- **Task statement**: Nothing in the records may be left out; restate them word for word.

- **Saved data entries**:
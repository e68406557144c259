use schemars::JsonSchema;
use serde::{Deserialize, Serialize};
use std::collections::BTreeMap;

/// `infraguard.toml` schema v1.
///
/// A user-facing model: every field is optional and unknown values are reported at
/// resolution time, not parse time.
#[derive(Clone, Debug, Default, PartialEq, Serialize, Deserialize, JsonSchema)]
pub struct InfraguardConfigV1 {
    /// Optional schema string for tooling (`infraguard.config.v1`).
    #[serde(default, skip_serializing_if = "Option::is_none")]
    pub schema: Option<String>,

    /// Preset to start from: `default`, `strict` or `critical`.
    #[serde(default, skip_serializing_if = "Option::is_none")]
    pub profile: Option<String>,

    /// Restrict the scan to these providers (`aws`, `azure`, ...).
    #[serde(default, skip_serializing_if = "Vec::is_empty")]
    pub providers: Vec<String>,

    /// Restrict the scan to these services (`s3`, `keyvault`, ...).
    #[serde(default, skip_serializing_if = "Vec::is_empty")]
    pub services: Vec<String>,

    /// Skip rules below this severity.
    #[serde(default, skip_serializing_if = "Option::is_none")]
    pub min_severity: Option<String>,

    /// Glob patterns over rule ids; when set, only matching rules run.
    #[serde(default, skip_serializing_if = "Vec::is_empty")]
    pub include: Vec<String>,

    /// Glob patterns over rule ids that never run.
    #[serde(default, skip_serializing_if = "Vec::is_empty")]
    pub exclude: Vec<String>,

    /// Lowest severity of a failure that fails the verdict.
    #[serde(default, skip_serializing_if = "Option::is_none")]
    pub fail_on: Option<String>,

    #[serde(default, skip_serializing_if = "Option::is_none")]
    pub parallel: Option<bool>,

    /// Per-rule deadline in milliseconds.
    #[serde(default, skip_serializing_if = "Option::is_none")]
    pub rule_timeout_ms: Option<u64>,

    /// Map of rule id -> config.
    #[serde(default)]
    pub rules: BTreeMap<String, RuleConfig>,

    #[serde(default, rename = "ignore")]
    pub ignores: Vec<IgnoreConfig>,
}

#[derive(Clone, Debug, Default, PartialEq, Serialize, Deserialize, JsonSchema)]
pub struct RuleConfig {
    /// Override the preset's enable/disable.
    #[serde(default, skip_serializing_if = "Option::is_none")]
    pub enabled: Option<bool>,
}

/// `[[ignore]]` entry: failures of matching rules on matching resources become `Ignored`.
#[derive(Clone, Debug, Default, PartialEq, Serialize, Deserialize, JsonSchema)]
pub struct IgnoreConfig {
    /// Glob over rule ids.
    pub rule: String,

    /// Glob over resource references (`aws_s3_bucket.logs`); omitted matches any resource.
    #[serde(default, skip_serializing_if = "Option::is_none")]
    pub resource: Option<String>,
}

- **Result for this exercise**:
repository e68406557144c259
use schemars::JsonSchema;
use serde::{Deserialize, Serialize};
use std::collections::BTreeMap;

/// `infraguard.toml` schema v1.
///
/// A user-facing model: every field is optional and unknown values are reported at
/// resolution time, not parse time.
#[derive(Clone, Debug, Default, PartialEq, Serialize, Deserialize, JsonSchema)]
pub struct InfraguardConfigV1 {
    /// Optional schema string for tooling (`infraguard.config.v1`).
    #[serde(default, skip_serializing_if = "Option::is_none")]
    pub schema: Option<String>,

    /// Preset to start from: `default`, `strict` or `critical`.
    #[serde(default, skip_serializing_if = "Option::is_none")]
    pub profile: Option<String>,

    /// Restrict the scan to these providers (`aws`, `azure`, ...).
    #[serde(default, skip_serializing_if = "Vec::is_empty")]
    pub providers: Vec<String>,

    /// Restrict the scan to these services (`s3`, `keyvault`, ...).
    #[serde(default, skip_serializing_if = "Vec::is_empty")]
    pub services: Vec<String>,

    /// Skip rules below this severity.
    #[serde(default, skip_serializing_if = "Option::is_none")]
    pub min_severity: Option<String>,

    /// Glob patterns over rule ids; when set, only matching rules run.
    #[serde(default, skip_serializing_if = "Vec::is_empty")]
    pub include: Vec<String>,

    /// Glob patterns over rule ids that never run.
    #[serde(default, skip_serializing_if = "Vec::is_empty")]
    pub exclude: Vec<String>,

    /// Lowest severity of a failure that fails the verdict.
    #[serde(default, skip_serializing_if = "Option::is_none")]
    pub fail_on: Option<String>,

    #[serde(default, skip_serializing_if = "Option::is_none")]
    pub parallel: Option<bool>,

    /// Per-rule deadline in milliseconds.
    #[serde(default, skip_serializing_if = "Option::is_none")]
    pub rule_timeout_ms: Option<u64>,

    /// Map of rule id -> config.
    #[serde(default)]
    pub rules: BTreeMap<String, RuleConfig>,

    #[serde(default, rename = "ignore")]
    pub ignores: Vec<IgnoreConfig>,
}

#[derive(Clone, Debug, Default, PartialEq, Serialize, Deserialize, JsonSchema)]
pub struct RuleConfig {
    /// Override the preset's enable/disable.
    #[serde(default, skip_serializing_if = "Option::is_none")]
    pub enabled: Option<bool>,
}

/// `[[ignore]]` entry: failures of matching rules on matching resources become `Ignored`.
#[derive(Clone, Debug, Default, PartialEq, Serialize, Deserialize, JsonSchema)]
pub struct IgnoreConfig {
    /// Glob over rule ids.
    pub rule: String,

    /// Glob over resource references (`aws_s3_bucket.logs`); omitted matches any resource.
    #[serde(default, skip_serializing_if = "Option::is_none")]
    pub resource: Option<String>,
}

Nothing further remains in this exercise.